I've officially migrated all of my most important apps over to Obtainium and marked them as ignored in F-Droid. Previously I had used F-Droid for the majority of my apps (Aurora Store for everything else), but following some recent controversies regarding them misclassifying the sacred text of my Christisn faith as "not safe for work" and "pornographic", I decided that it was time to start moving away from them and just start grabbing apps from source directly. This was also inspired in part by @Vitor Pamplona. In a conversation, he mentioned that something like F-Droid centralizes all authority to one group of people, whereas Obtainium allows you to be fully in charge of what apps you use and when you download them. F-Droid compiles apps themselves, based on the original source code. Meanwhile, Obtainium allows you to grab the apps direct from their repositories, without any middle men. There's still a place for F-Droid. Because of the fact that they do compile things themselves, that means you're less likely to download a malicious app if it's something you never used before. But if you know the app and it's important to you, you should just download through Obtanium directly. #decentralization #obtaining #opensource

Replies (7)

semisol 🛡️ 1 month ago

There can be a repository of signed hashes of apps, by someone doing a reproducible build. And this can be verified before installing the app.

unSATiated 1 month ago

↩ replying to semisol

AppVerifier does something similar:

GitHub

GitHub - soupslurpr/AppVerifier: Verify apps easily.

Verify apps easily. Contribute to soupslurpr/AppVerifier development by creating an account on GitHub.

Billy Bapparoo 1 month ago

↩ replying to unSATiated

Android is Trust On First Use (TOFU). Obtanium allows you to share to AppVerifier on first install to verify it. From then on you dont have to worry as it'll only update if the signature is the same. Word of warning, AppVerifier only contains a small amount of signatures stored in itsinternally db [1]. Often a dev will include their signature on github and then you can paste that in to AppVerifier to double check. [1]

GitHub

AppVerifier/app/src/main/kotlin/dev/soupslurpr/appverifier/InternalVerificationInfoDatabase.kt at main · soupslurpr/AppVerifier

Verify apps easily. Contribute to soupslurpr/AppVerifier development by creating an account on GitHub.

unSATiated 1 month ago

I wonder which of F-Droid or individual projects' GitHub profiles are more likely to be used in a supply chain attack. How does one mitigate against that from either source?

Tim 1 month ago

↩ replying to unSATiated

Thing is f-droid uses the same github source. So a compromised project will simply affect everyone.

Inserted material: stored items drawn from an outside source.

//! Host WiFi stand-in.
//!
//! On host systems, the OS handles networking. Station "joins" succeed as
//! soon as a local address can be determined, and the provisioning access
//! point is emulated by serving the portal on the loopback interface.

use super::{check_ap_address, ScanEntry, WifiDriver, WifiError};
use crate::config::{AccessPointConfig, NetworkIdentity};
use log::info;
use std::net::{IpAddr, Ipv4Addr};

/// Host WiFi driver.
#[derive(Debug, Default)]
pub struct HostWifi {
    ip_addr: Option<IpAddr>,
    joined: bool,
}

impl HostWifi {
    /// Create a new host driver.
    pub fn new() -> Self {
        Self::default()
    }

    /// Get the primary local IP address.
    ///
    /// This uses a trick: create a UDP socket and "connect" to a public IP
    /// (doesn't actually send anything), then check which local address was chosen.
    fn detect_local_ip() -> Option<IpAddr> {
        use std::net::UdpSocket;

        let socket = UdpSocket::bind("0.0.0.0:0").ok()?;
        socket.connect("8.8.8.8:80").ok()?;
        let local_addr = socket.local_addr().ok()?;
        Some(local_addr.ip())
    }
}

impl WifiDriver for HostWifi {
    fn begin_station(&mut self, identity: &NetworkIdentity) -> Result<(), WifiError> {
        info!(
            "Host network stands in for '{}' (OS manages the link)",
            identity.name()
        );
        self.joined = true;
        self.ip_addr = Self::detect_local_ip();
        Ok(())
    }

    fn is_connected(&mut self) -> bool {
        // On host, assume we're connected once a join was requested
        self.joined
    }

    fn station_address(&self) -> Option<IpAddr> {
        if !self.joined {
            return None;
        }
        Some(self.ip_addr.unwrap_or(IpAddr::V4(Ipv4Addr::UNSPECIFIED)))
    }

    fn stop_station(&mut self) -> Result<(), WifiError> {
        self.joined = false;
        self.ip_addr = None;
        Ok(())
    }

    fn start_access_point(&mut self, config: &AccessPointConfig) -> Result<IpAddr, WifiError> {
        check_ap_address(config.address)?;
        info!(
            "Host cannot host '{}', portal will be served on localhost",
            config.name
        );
        Ok(IpAddr::V4(Ipv4Addr::LOCALHOST))
    }

    fn scan(&mut self) -> Result<Vec<ScanEntry>, WifiError> {
        info!("Host scan: no radio, reporting no networks");
        Ok(Vec::new())
    }
}
//! Test doubles shared by the unit tests.
//!
//! Every fake records what it was asked to do and exposes its counters as
//! public fields so tests can assert on them directly.

use crate::config::{AccessPointConfig, NetworkIdentity};
use crate::device::{Actuators, OutputState};
use crate::messaging::{InboundMessage, MqttTransport, TransportError};
use crate::provisioning::{PortalError, ProvisioningEndpoint};
use crate::sensors::{SensorSample, SensorSource};
use crate::storage::{ByteStore, MemoryStore, StorageError};
use crate::wifi::{ScanEntry, WifiDriver, WifiError};
use std::collections::VecDeque;
use std::net::{IpAddr, Ipv4Addr};
use tokio_util::sync::CancellationToken;

// ==================== WiFi ====================

/// Scripted radio.
#[derive(Debug, Default)]
pub struct FakeWifi {
    /// Link comes up on this poll (1-based); `None` never.
    pub connect_after: Option<u32>,
    /// `begin_station` fails.
    pub reject_station: bool,
    /// `start_access_point` fails.
    pub fail_access_point: bool,
    /// `scan` fails.
    pub fail_scan: bool,
    /// Networks returned by `scan`.
    pub networks: Vec<ScanEntry>,
    /// Calls to `begin_station`.
    pub station_begins: u32,
    /// Calls to `is_connected`.
    pub polls: u32,
    /// Calls to `stop_station`.
    pub station_stops: u32,
    /// Calls to `start_access_point`.
    pub ap_starts: u32,
    joining: bool,
}

impl FakeWifi {
    /// A radio whose station never comes up.
    pub fn new() -> Self {
        Self::default()
    }

    /// A radio whose station is up on the first poll.
    pub fn connected() -> Self {
        Self {
            connect_after: Some(1),
            ..Self::default()
        }
    }
}

impl WifiDriver for FakeWifi {
    fn begin_station(&mut self, _identity: &NetworkIdentity) -> Result<(), WifiError> {
        self.station_begins += 1;
        if self.reject_station {
            return Err(WifiError::InvalidName);
        }
        self.joining = true;
        Ok(())
    }

    fn is_connected(&mut self) -> bool {
        self.polls += 1;
        self.joining && self.connect_after.is_some_and(|n| self.polls >= n)
    }

    fn station_address(&self) -> Option<IpAddr> {
        Some(IpAddr::V4(Ipv4Addr::new(10, 0, 0, 2)))
    }

    fn stop_station(&mut self) -> Result<(), WifiError> {
        self.station_stops += 1;
        self.joining = false;
        Ok(())
    }

    fn start_access_point(&mut self, config: &AccessPointConfig) -> Result<IpAddr, WifiError> {
        self.ap_starts += 1;
        if self.fail_access_point {
            return Err(WifiError::Unsupported("access point"));
        }
        Ok(IpAddr::V4(config.address))
    }

    fn scan(&mut self) -> Result<Vec<ScanEntry>, WifiError> {
        if self.fail_scan {
            return Err(WifiError::Unsupported("scan"));
        }
        Ok(self.networks.clone())
    }
}

// ==================== Portal ====================

/// Portal that hands out queued submissions.
#[derive(Debug, Default)]
pub struct FakePortal {
    /// Address and port it was started on.
    pub started: Option<(IpAddr, u16)>,
    /// `start` fails.
    pub fail_start: bool,
    /// Submissions returned by `service`, one per call.
    pub submissions: VecDeque<NetworkIdentity>,
    /// Values passed to `acknowledge`, in order.
    pub acks: Vec<bool>,
}

impl FakePortal {
    /// A stopped portal with no submissions.
    pub fn new() -> Self {
        Self::default()
    }
}

impl ProvisioningEndpoint for FakePortal {
    fn start(&mut self, address: IpAddr, port: u16) -> Result<(), PortalError> {
        if self.fail_start {
            return Err(PortalError::Bind("address in use".into()));
        }
        self.started = Some((address, port));
        Ok(())
    }

    fn is_running(&self) -> bool {
        self.started.is_some()
    }

    fn service(&mut self) -> Option<NetworkIdentity> {
        self.started?;
        self.submissions.pop_front()
    }

    fn acknowledge(&mut self, stored: bool) {
        self.acks.push(stored);
    }
}

// ==================== Storage ====================

/// Credential-sized store whose commits fail, like a worn flash page.
#[derive(Debug)]
pub struct FailingStore {
    inner: MemoryStore,
}

impl FailingStore {
    /// Empty store sized for the credential layout.
    pub fn new() -> Self {
        Self {
            inner: MemoryStore::for_credentials(),
        }
    }
}

impl Default for FailingStore {
    fn default() -> Self {
        Self::new()
    }
}

impl ByteStore for FailingStore {
    fn capacity(&self) -> usize {
        self.inner.capacity()
    }

    fn read(&self, offset: usize, buf: &mut [u8]) -> Result<(), StorageError> {
        self.inner.read(offset, buf)
    }

    fn write(&mut self, offset: usize, data: &[u8]) -> Result<(), StorageError> {
        self.inner.write(offset, data)
    }

    fn commit(&mut self) -> Result<(), StorageError> {
        Err(StorageError::VerificationFailed)
    }
}

// ==================== MQTT ====================

/// In-memory broker link.
#[derive(Debug, Default)]
pub struct FakeTransport {
    /// Link state.
    pub connected: bool,
    /// Calls to `connect`.
    pub connect_attempts: u32,
    /// Remaining `connect` calls that fail.
    pub fail_connects: u32,
    /// Remaining `subscribe` calls that fail (and drop the link).
    pub fail_subscribes: u32,
    /// Every `publish` fails.
    pub fail_publishes: bool,
    /// Cancel the token on this connect attempt.
    pub cancel_after: Option<(u32, CancellationToken)>,
    /// Topics subscribed, in order.
    pub subscriptions: Vec<String>,
    /// Messages published, in order.
    pub published: Vec<(String, Vec<u8>)>,
    /// Messages waiting to be received.
    pub inbound: VecDeque<InboundMessage>,
    /// Calls to `close`.
    pub closes: u32,
    /// Messages published before the first `close`.
    pub published_before_close: Option<usize>,
}

impl FakeTransport {
    /// A transport that connects on the first attempt.
    pub fn new() -> Self {
        Self::default()
    }

    /// Queue a message from the broker.
    pub fn push_inbound(&mut self, topic: &str, payload: &str) {
        self.inbound
            .push_back(InboundMessage::new(topic, payload.as_bytes()));
    }

    /// Drop the link; the next poll fails.
    pub fn drop_connection(&mut self) {
        self.connected = false;
    }

    /// Published messages as strings.
    pub fn published_strings(&self) -> Vec<(String, String)> {
        self.published
            .iter()
            .map(|(t, p)| (t.clone(), String::from_utf8_lossy(p).into_owned()))
            .collect()
    }
}

impl MqttTransport for FakeTransport {
    fn connect(&mut self) -> Result<(), TransportError> {
        self.connect_attempts += 1;
        if let Some((n, token)) = &self.cancel_after {
            if self.connect_attempts >= *n {
                token.cancel();
            }
        }
        if self.fail_connects > 0 {
            self.fail_connects -= 1;
            return Err(TransportError::Connect("connection refused".into()));
        }
        self.connected = true;
        Ok(())
    }

    fn is_connected(&self) -> bool {
        self.connected
    }

    fn subscribe(&mut self, topic: &str) -> Result<(), TransportError> {
        if !self.connected {
            return Err(TransportError::Closed("not connected".into()));
        }
        if self.fail_subscribes > 0 {
            self.fail_subscribes -= 1;
            self.connected = false;
            return Err(TransportError::Subscribe("rejected".into()));
        }
        self.subscriptions.push(topic.to_string());
        Ok(())
    }

    fn publish(&mut self, topic: &str, payload: &[u8]) -> Result<(), TransportError> {
        if self.fail_publishes || !self.connected {
            return Err(TransportError::Publish("link down".into()));
        }
        self.published.push((topic.to_string(), payload.to_vec()));
        Ok(())
    }

    fn poll(&mut self) -> Result<Option<InboundMessage>, TransportError> {
        if !self.connected {
            return Err(TransportError::Closed("link down".into()));
        }
        Ok(self.inbound.pop_front())
    }

    fn close(&mut self) {
        self.closes += 1;
        self.published_before_close.get_or_insert(self.published.len());
        self.connected = false;
    }
}

// ==================== Sensors / Actuators ====================

/// Sensors that replay a soil moisture sequence.
#[derive(Debug)]
pub struct FakeSensors {
    /// Soil readings still to be returned; the last one repeats.
    pub soil: VecDeque<f32>,
    /// Samples taken.
    pub samples: u32,
    last_soil: f32,
}

impl FakeSensors {
    /// Steady 50 % soil moisture.
    pub fn new() -> Self {
        Self::with_soil(&[])
    }

    /// Replay `readings`, then hold the last value.
    pub fn with_soil(readings: &[f32]) -> Self {
        Self {
            soil: readings.iter().copied().collect(),
            samples: 0,
            last_soil: 50.0,
        }
    }
}

impl SensorSource for FakeSensors {
    fn sample(&mut self) -> SensorSample {
        self.samples += 1;
        if let Some(next) = self.soil.pop_front() {
            self.last_soil = next;
        }
        SensorSample {
            temperature: Some(22.0),
            air_humidity: Some(60.0),
            soil_moisture_pct: self.last_soil,
            light_raw: 2000,
            water_level_pct: 75,
        }
    }
}

/// Actuators that record every applied state.
#[derive(Debug, Default)]
pub struct RecordingActuators {
    /// States applied, in order.
    pub applied: Vec<OutputState>,
}

impl RecordingActuators {
    /// Empty recorder.
    pub fn new() -> Self {
        Self::default()
    }

    /// Last applied state.
    pub fn last(&self) -> Option<OutputState> {
        self.applied.last().copied()
    }
}

impl Actuators for RecordingActuators {
    fn apply(&mut self, outputs: &OutputState) {
        self.applied.push(*outputs);
    }
}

On the otherhand f-droid could maliciously point to a different cloned compromised repo and end user wouldn't even know. So still best to take out the middle man and know your updating to the official repo and not a different unofficial clone.

unSATiated 1 month ago

↩ replying to Tim

That's true, but it's also possible for an attacker to compromise a GH account and publish a new "release", without even changing any source code. Only you have all the accounts to secure, and only one F-Droid. I use Obtainium too, but it's unclear to me how to weigh up these risks.

Tim 1 month ago

↩ replying to unSATiated

Very true, got to stay vigilant than I guess.